─── RECORDS FOR THIS EXERCISE

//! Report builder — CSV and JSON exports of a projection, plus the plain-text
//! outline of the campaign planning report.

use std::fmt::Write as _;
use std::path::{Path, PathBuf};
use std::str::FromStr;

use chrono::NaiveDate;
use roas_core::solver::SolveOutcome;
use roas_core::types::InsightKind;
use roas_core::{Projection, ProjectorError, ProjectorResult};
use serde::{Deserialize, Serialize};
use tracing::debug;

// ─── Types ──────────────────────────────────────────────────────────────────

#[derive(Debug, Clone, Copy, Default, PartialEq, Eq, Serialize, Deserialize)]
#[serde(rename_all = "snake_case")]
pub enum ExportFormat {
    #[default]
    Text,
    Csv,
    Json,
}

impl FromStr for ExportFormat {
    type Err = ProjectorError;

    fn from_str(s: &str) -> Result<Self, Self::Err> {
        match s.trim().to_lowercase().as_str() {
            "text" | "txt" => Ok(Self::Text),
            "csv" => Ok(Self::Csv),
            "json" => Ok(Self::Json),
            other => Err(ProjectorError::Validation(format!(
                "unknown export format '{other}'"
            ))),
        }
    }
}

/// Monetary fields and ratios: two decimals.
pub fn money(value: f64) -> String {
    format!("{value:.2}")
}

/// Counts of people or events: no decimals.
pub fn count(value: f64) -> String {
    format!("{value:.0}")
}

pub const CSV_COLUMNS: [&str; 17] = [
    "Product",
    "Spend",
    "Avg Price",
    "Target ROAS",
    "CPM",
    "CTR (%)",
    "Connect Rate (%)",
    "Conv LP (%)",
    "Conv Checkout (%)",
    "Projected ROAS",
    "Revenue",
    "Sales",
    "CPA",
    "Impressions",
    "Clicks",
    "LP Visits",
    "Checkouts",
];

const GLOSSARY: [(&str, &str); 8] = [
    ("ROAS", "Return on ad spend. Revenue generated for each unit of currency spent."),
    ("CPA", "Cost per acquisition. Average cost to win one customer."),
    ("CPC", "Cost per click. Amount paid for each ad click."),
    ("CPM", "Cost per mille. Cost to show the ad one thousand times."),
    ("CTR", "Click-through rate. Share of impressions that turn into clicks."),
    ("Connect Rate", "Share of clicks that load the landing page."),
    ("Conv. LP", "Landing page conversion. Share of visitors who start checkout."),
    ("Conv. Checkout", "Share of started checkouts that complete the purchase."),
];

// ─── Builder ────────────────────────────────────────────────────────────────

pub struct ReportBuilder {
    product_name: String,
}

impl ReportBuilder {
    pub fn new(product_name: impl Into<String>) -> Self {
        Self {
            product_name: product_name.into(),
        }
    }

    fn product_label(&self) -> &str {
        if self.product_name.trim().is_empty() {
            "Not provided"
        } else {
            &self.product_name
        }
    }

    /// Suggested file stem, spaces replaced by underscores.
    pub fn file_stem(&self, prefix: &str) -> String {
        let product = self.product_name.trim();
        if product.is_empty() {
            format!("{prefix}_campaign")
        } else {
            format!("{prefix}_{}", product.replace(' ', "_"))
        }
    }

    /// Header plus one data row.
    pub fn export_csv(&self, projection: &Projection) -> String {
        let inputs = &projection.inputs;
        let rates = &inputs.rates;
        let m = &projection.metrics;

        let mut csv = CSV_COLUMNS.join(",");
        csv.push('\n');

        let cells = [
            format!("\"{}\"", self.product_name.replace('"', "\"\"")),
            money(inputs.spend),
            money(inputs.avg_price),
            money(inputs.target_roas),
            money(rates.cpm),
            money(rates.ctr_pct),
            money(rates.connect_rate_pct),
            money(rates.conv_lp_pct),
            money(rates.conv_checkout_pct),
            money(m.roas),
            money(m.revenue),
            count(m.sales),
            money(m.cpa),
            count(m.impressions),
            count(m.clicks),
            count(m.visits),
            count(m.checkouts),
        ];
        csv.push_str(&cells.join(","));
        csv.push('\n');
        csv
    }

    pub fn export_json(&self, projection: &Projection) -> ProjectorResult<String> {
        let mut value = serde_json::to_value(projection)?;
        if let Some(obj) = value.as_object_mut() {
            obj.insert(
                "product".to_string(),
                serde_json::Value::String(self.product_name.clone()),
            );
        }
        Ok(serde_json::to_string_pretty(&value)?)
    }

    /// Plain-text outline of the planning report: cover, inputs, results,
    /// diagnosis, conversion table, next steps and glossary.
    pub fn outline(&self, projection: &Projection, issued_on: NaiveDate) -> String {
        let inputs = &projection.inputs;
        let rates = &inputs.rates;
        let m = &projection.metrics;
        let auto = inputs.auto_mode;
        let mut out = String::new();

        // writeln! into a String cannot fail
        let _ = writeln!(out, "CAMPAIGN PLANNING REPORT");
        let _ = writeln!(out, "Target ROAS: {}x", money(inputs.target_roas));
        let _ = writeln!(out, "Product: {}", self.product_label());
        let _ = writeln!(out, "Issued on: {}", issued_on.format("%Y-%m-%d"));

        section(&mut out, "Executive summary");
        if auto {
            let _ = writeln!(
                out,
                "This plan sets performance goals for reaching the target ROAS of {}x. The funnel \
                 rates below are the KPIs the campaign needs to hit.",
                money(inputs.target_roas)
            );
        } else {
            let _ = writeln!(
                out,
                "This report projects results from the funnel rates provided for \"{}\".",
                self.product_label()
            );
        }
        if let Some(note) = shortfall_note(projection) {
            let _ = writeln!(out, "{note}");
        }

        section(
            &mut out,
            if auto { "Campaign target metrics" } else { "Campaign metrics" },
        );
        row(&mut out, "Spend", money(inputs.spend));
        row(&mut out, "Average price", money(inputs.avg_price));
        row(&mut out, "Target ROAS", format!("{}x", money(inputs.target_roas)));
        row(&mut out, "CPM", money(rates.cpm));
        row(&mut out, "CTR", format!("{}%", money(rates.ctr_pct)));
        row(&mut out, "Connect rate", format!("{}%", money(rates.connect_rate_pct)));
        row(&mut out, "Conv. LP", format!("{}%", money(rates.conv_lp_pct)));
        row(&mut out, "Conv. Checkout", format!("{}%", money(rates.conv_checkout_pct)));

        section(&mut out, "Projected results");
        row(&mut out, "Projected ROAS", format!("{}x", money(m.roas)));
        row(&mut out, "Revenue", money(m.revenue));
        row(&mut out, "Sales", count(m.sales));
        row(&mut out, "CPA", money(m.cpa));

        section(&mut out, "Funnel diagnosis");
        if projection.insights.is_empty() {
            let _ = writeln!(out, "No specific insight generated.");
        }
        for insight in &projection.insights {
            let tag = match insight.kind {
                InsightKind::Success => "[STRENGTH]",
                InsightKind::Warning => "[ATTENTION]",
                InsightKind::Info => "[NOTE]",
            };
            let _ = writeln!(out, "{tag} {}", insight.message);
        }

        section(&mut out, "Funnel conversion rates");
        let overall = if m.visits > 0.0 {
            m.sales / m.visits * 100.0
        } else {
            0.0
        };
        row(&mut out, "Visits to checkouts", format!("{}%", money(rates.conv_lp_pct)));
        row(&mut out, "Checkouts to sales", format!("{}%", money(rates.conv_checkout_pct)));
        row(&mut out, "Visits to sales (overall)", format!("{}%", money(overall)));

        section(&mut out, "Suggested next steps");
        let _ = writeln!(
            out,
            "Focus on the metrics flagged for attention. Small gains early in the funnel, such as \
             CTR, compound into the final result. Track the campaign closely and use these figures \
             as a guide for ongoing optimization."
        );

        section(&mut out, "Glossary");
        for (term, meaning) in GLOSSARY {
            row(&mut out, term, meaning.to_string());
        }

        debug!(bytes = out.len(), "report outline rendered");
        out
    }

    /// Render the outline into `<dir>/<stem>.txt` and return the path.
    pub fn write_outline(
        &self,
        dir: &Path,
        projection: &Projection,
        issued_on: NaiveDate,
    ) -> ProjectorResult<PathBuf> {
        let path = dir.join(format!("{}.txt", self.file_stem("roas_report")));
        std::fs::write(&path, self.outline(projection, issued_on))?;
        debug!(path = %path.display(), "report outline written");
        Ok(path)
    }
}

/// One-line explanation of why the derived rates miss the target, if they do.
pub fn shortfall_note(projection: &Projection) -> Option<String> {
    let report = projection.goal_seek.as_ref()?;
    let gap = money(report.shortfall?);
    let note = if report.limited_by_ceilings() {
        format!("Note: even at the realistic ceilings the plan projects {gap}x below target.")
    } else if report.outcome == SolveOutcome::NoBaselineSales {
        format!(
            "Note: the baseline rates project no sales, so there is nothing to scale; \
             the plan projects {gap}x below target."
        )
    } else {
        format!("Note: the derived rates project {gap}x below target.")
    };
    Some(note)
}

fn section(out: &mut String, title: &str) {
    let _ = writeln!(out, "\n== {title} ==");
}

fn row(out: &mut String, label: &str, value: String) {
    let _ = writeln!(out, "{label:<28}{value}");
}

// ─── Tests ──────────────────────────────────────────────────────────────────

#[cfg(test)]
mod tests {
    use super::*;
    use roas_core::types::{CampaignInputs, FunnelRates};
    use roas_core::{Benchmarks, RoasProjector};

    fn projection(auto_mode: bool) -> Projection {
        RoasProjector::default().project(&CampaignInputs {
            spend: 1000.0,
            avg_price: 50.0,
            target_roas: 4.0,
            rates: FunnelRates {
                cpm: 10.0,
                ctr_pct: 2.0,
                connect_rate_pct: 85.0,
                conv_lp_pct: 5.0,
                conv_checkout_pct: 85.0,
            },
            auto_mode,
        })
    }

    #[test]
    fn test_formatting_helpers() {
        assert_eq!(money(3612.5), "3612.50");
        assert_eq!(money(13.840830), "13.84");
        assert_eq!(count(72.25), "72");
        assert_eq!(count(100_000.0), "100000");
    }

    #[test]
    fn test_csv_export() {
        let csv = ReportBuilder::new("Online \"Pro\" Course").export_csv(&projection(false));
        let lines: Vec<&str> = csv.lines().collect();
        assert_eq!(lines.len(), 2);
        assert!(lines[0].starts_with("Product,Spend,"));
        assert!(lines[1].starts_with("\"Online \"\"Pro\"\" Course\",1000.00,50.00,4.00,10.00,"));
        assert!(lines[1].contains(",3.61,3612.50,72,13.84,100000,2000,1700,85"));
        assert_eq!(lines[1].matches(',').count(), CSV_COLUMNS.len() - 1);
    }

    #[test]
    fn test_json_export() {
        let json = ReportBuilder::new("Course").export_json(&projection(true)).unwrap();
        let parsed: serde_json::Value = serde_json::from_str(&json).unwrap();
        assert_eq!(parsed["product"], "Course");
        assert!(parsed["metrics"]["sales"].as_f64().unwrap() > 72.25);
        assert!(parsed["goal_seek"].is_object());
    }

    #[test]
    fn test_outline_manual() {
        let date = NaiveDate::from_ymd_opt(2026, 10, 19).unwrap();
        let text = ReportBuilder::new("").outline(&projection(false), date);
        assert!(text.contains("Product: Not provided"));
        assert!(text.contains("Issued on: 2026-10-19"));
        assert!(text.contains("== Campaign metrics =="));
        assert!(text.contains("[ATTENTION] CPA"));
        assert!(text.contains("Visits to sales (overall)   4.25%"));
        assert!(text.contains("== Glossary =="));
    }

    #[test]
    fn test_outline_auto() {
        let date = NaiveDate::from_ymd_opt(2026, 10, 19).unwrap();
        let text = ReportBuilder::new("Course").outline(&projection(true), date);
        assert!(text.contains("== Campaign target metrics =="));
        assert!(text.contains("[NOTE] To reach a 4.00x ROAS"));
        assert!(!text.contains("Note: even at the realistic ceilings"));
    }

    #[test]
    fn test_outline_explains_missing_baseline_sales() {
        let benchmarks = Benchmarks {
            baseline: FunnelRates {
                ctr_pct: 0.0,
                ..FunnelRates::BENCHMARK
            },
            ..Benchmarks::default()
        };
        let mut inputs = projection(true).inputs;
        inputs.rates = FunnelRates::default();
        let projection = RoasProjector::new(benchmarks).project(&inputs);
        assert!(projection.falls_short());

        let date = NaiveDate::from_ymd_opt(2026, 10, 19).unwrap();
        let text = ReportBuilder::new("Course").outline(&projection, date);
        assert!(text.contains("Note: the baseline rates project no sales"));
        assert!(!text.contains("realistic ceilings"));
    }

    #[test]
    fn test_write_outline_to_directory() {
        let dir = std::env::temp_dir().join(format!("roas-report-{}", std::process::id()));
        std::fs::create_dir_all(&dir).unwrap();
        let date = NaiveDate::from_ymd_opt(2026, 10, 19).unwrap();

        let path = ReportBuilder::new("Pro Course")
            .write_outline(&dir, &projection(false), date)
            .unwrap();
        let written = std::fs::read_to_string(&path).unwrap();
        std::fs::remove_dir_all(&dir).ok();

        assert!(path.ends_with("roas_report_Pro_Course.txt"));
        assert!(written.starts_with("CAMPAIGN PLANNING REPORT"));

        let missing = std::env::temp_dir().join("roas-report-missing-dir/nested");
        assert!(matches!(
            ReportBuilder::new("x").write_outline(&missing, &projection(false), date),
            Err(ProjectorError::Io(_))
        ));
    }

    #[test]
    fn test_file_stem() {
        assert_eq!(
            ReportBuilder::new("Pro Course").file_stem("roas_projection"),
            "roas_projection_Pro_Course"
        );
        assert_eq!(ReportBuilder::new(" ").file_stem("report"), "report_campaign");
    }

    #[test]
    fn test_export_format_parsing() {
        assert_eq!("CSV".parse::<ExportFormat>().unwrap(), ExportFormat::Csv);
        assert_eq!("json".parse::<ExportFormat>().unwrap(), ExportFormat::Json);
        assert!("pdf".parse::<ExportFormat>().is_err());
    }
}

──────

- ASSIGNMENT
Find the word "Online" in the data and show each line that holds it.

- RESPONSE AREA
        let csv = ReportBuilder::new("Online \"Pro\" Course").export_csv(&projection(false));
        assert!(lines[1].starts_with("\"Online \"\"Pro\"\" Course\",1000.00,50.00,4.00,10.00,"));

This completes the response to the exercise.